I mentioned last week that I was working on a story that I thought needed “one more pass” before it would be finished. It was a story I have been working sporadically on for over a year. I’m happy to say I finished the story and it’s been sitting in a slushpile for four days (not that this means anything of course). On my earlier post, fellow writer Eric J. Baker left a comment in which he observed that too much editing can sometimes stifle a work. I agree with Eric, but that got me wondering: When are you done tinkering with a story?
I don’t have a good answer. I know when I’m done line-editing a story (when I have nothing left to remove—yes, remove, not add), but I don’t really know how I decide enough is enough on revising a story. I guess I make that decision on the “feeling” that it’s compete, an intuitive sense that I’ve developed with practice and experience. (I know, not a useful answer, but it’s the best I have.)

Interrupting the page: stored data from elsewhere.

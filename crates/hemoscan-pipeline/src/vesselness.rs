//! Multi-scale Frangi vesselness filter.
//!
//! Highlights elongated dark ridges (retinal vessels are darker than the
//! surrounding fundus) from the eigenvalues of the scale-normalised
//! Hessian. At every scale the image is Gaussian-smoothed with
//! [`imageproc::filter::gaussian_blur_f32`], the Hessian is taken by
//! central differences and scaled by `sigma^2`, and the per-pixel
//! response is
//!
//! ```text
//! V = exp(-Rb^2 / 2 beta^2) * (1 - exp(-S^2 / 2 gamma^2))
//! Rb = |l1| / l2,   S = sqrt(l1^2 + l2^2),   |l1| <= |l2|
//! ```
//!
//! Pixels with `l2 <= 0` (bright ridges, flat regions) respond with
//! zero. `gamma` is half the largest `S` seen at the first scale. The
//! output is the maximum over scales, in `[0, 1]`.

use image::{GrayImage, ImageBuffer, Luma};

/// Floating-point single-channel image.
pub type ResponseImage = ImageBuffer<Luma<f32>, Vec<f32>>;

/// Compute the vesselness response of `gray` over `sigmas`.
///
/// Non-positive or non-finite sigmas are skipped. An empty scale list
/// yields an all-zero response.
#[must_use = "returns the vesselness response"]
pub fn frangi(gray: &GrayImage, sigmas: &[f32], beta: f32) -> ResponseImage {
    let (w, h) = gray.dimensions();
    let input = ResponseImage::from_fn(w, h, |x, y| {
        Luma([f32::from(gray.get_pixel(x, y).0[0]) / 255.0])
    });

    let two_beta_sq = 2.0 * beta * beta;
    let mut best = ResponseImage::new(w, h);
    let mut gamma: Option<f32> = None;

    for &sigma in sigmas.iter().filter(|s| s.is_finite() && **s > 0.0) {
        let smoothed = imageproc::filter::gaussian_blur_f32(&input, sigma);
        let eigen = hessian_eigenvalues(&smoothed, sigma * sigma);

        let gamma = *gamma.get_or_insert_with(|| {
            let max_norm = eigen
                .iter()
                .map(|&(l1, l2)| l1.hypot(l2))
                .fold(0.0_f32, f32::max);
            if max_norm == 0.0 { 1.0 } else { max_norm / 2.0 }
        });
        let two_gamma_sq = 2.0 * gamma * gamma;

        for (px, &(l1, l2)) in best.pixels_mut().zip(&eigen) {
            if l2 <= 0.0 {
                continue;
            }
            let rb = l1.abs() / l2;
            let s_sq = l1.mul_add(l1, l2 * l2);
            let v = (-(rb * rb) / two_beta_sq).exp() * (1.0 - (-s_sq / two_gamma_sq).exp());
            if v > px.0[0] {
                px.0[0] = v;
            }
        }
    }

    best
}

/// Scale a `[0, 1]` response to 8 bits by truncating `v * 255`.
#[must_use = "returns the 8-bit response"]
pub fn response_to_gray(response: &ResponseImage) -> GrayImage {
    GrayImage::from_fn(response.width(), response.height(), |x, y| {
        let v = response.get_pixel(x, y).0[0].clamp(0.0, 1.0) * 255.0;
        #[allow(clippy::cast_possible_truncation, clippy::cast_sign_loss)]
        Luma([v as u8])
    })
}

/// Eigenvalues `(l1, l2)` of the scaled Hessian at every pixel, in
/// row-major order, sorted so that `|l1| <= |l2|`.
fn hessian_eigenvalues(image: &ResponseImage, scale: f32) -> Vec<(f32, f32)> {
    let (w, h) = image.dimensions();
    let at = |x: i64, y: i64| -> f32 {
        let cx = x.clamp(0, i64::from(w) - 1);
        let cy = y.clamp(0, i64::from(h) - 1);
        #[allow(clippy::cast_possible_truncation, clippy::cast_sign_loss)]
        image.get_pixel(cx as u32, cy as u32).0[0]
    };

    let mut out = Vec::with_capacity(w as usize * h as usize);
    for y in 0..i64::from(h) {
        for x in 0..i64::from(w) {
            let c = at(x, y);
            let hxx = at(x + 1, y) - 2.0 * c + at(x - 1, y);
            let hyy = at(x, y + 1) - 2.0 * c + at(x, y - 1);
            let hxy = (at(x + 1, y + 1) - at(x + 1, y - 1) - at(x - 1, y + 1)
                + at(x - 1, y - 1))
                / 4.0;
            out.push(sorted_eigenvalues(hxx * scale, hxy * scale, hyy * scale));
        }
    }
    out
}

/// Eigenvalues of the symmetric matrix `[[a, b], [b, c]]`, ordered by
/// absolute value.
fn sorted_eigenvalues(a: f32, b: f32, c: f32) -> (f32, f32) {
    let mean = (a + c) / 2.0;
    let radius = ((a - c) / 2.0).hypot(b);
    let (e1, e2) = (mean + radius, mean - radius);
    if e1.abs() <= e2.abs() {
        (e1, e2)
    } else {
        (e2, e1)
    }
}
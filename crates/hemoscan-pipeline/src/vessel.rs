//! Method 1: vessel enhancement intersected with red lesions.
//!
//! ```text
//! colour ─► grayscale ─► vesselness ─► threshold ─► remove small ─┐
//!    │                                                            AND ─► hemorrhage mask ─► overlay
//!    └────► HSV red bands ───────────────────────────────────────┘
//! ```
//!
//! A pixel is reported as a hemorrhage candidate only when it lies on an
//! enhanced vessel *and* has a saturated red hue.

use image::{GrayImage, RgbImage};

use crate::color::hue_mask;
use crate::config::VesselConfig;
use crate::decode::to_grayscale;
use crate::diagnostics::{Clock, PipelineDiagnostics, StageMetrics, StageRecorder, SystemClock};
use crate::mask::{BinaryMask, highlight, remove_small_objects};
use crate::threshold::binary_threshold;
use crate::types::{MaskSummary, Method, PipelineError, PipelineResult, RasterImage};
use crate::vesselness::{frangi, response_to_gray};

/// Labels of the stages in the rendered [`PipelineResult`], in order.
pub const STAGE_LABELS: [&str; 3] = ["original", "hemorrhage_mask", "highlighted_overlay"];

/// Every intermediate produced by Method 1.
#[derive(Debug, Clone, PartialEq, Eq)]
pub struct VesselStages {
    /// The input colour image.
    pub original: RgbImage,
    /// Luminance-weighted grayscale.
    pub grayscale: GrayImage,
    /// 8-bit vesselness response.
    pub vesselness: GrayImage,
    /// Thresholded vessels with small components removed.
    pub vessel_mask: BinaryMask,
    /// Pixels in the red hue bands with enough saturation and value.
    pub red_lesion_mask: BinaryMask,
    /// `vessel_mask AND red_lesion_mask`.
    pub hemorrhage_mask: BinaryMask,
    /// The original with hemorrhage pixels painted in the highlight colour.
    pub overlay: RgbImage,
}

impl VesselStages {
    /// Statistics of the hemorrhage mask.
    #[must_use]
    pub fn summary(&self) -> MaskSummary {
        MaskSummary::of(&self.hemorrhage_mask)
    }

    /// The ordered `original, hemorrhage_mask, highlighted_overlay` trace.
    #[must_use]
    pub fn into_pipeline_result(self) -> PipelineResult {
        let [original, hemorrhage, overlay] = STAGE_LABELS;
        PipelineResult::new(
            Method::Vessel,
            vec![
                (original, self.original.into()),
                (hemorrhage, self.hemorrhage_mask.into()),
                (overlay, self.overlay.into()),
            ],
        )
    }
}

/// Run Method 1 on a colour raster.
///
/// # Errors
///
/// Returns [`PipelineError::InvalidConfig`] if `config` fails
/// validation, or [`PipelineError::InvalidInput`] if `input` is empty or
/// not three-channel.
pub fn detect(input: &RasterImage, config: &VesselConfig) -> Result<VesselStages, PipelineError> {
    detect_with_diagnostics(input, config, &SystemClock).map(|(stages, _)| stages)
}

/// Run Method 1, timing every step with `clock`.
///
/// # Errors
///
/// Same as [`detect`].
pub fn detect_with_diagnostics<C: Clock>(
    input: &RasterImage,
    config: &VesselConfig,
    clock: &C,
) -> Result<(VesselStages, PipelineDiagnostics), PipelineError> {
    config.validate()?;
    let original = input.require_color()?;

    let mut rec = StageRecorder::start(clock, Method::Vessel);

    let grayscale = rec.record("grayscale", || to_grayscale(original), StageMetrics::gray);

    let vesselness = rec.record(
        "vesselness",
        || {
            let response = frangi(
                &grayscale,
                &config.vesselness_sigmas,
                config.vesselness_beta,
            );
            response_to_gray(&response)
        },
        StageMetrics::gray,
    );

    let thresholded = rec.record(
        "vessel_threshold",
        || binary_threshold(&vesselness, config.vessel_threshold),
        StageMetrics::mask,
    );

    let vessel_mask = rec.record(
        "remove_small_objects",
        || remove_small_objects(&thresholded, config.min_vessel_size),
        StageMetrics::mask,
    );

    let red_lesion_mask = rec.record(
        "red_lesions",
        || {
            hue_mask(
                original,
                &config.red_hue_bands,
                config.min_saturation,
                config.min_value,
            )
        },
        StageMetrics::mask,
    );

    let hemorrhage_mask = rec.record(
        "hemorrhage_mask",
        || vessel_mask.and(&red_lesion_mask),
        StageMetrics::mask,
    );

    let overlay = rec.record(
        "overlay",
        || highlight(original, &hemorrhage_mask, config.highlight_color),
        StageMetrics::color,
    );

    let stages = VesselStages {
        original: original.clone(),
        grayscale,
        vesselness,
        vessel_mask,
        red_lesion_mask,
        hemorrhage_mask,
        overlay,
    };
    let diagnostics = rec.finish(stages.summary());
    Ok((stages, diagnostics))
}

When I started writing, I used to work stories to death, constantly tweaking and adding and changing and obsessing. I’m sure that I wound up editing the life out many of them, not that I think they had much life to begin with because I simply wasn’t a very good writer (I’ve since risen to passable…I think). I’m now more confident in my writing craft, and I find it easier to look at one of my stories and decide specifically what it needs to make it work as well as it can. Looking back several years, I used to approach revisions with a shotgun full of buckshot; now I approach them with the focused precision of a laser. This makes it easier to know when I’m finished, because I’m not trying to change everything in the story, only the “important” stuff. I’ve also developed a stronger sense of “voice,” the primary thing that I think gets ruined with too much revision. I can tell with greater confidence when my story has reached the point that more revision would compromise the voice. Most importantly, I now have the sense to stop revising when I reach this point.
If a story isn’t working by this point, there is probably not much I can do to rescue it. It’s time to put it away for while, possibly forever. I can’t see much sense in trying to revise a story that simply isn’t working. My writing time would be better spent on a new story, one that is more likely to come together better than the one that failed. If the trunked story has some ideas that I really like, I may periodically revisit it to see if I have gained any insights as to how to quick fix it. I might tinker for a day or two, but if nothing continues to work, I’ll put it away again. I may eventually scrap the story, and write another one using the elements I liked from the trunked version (I did this with at least a couple of stories that I later managed to sell).
I have several stories in this state. Some I have never gone back to (and probably never will); others I still believe in, and if I can get some distance from them, I think I can eventually figure out the problems and maybe even fix them. But this will only happen if I can avoid editing the life out of them.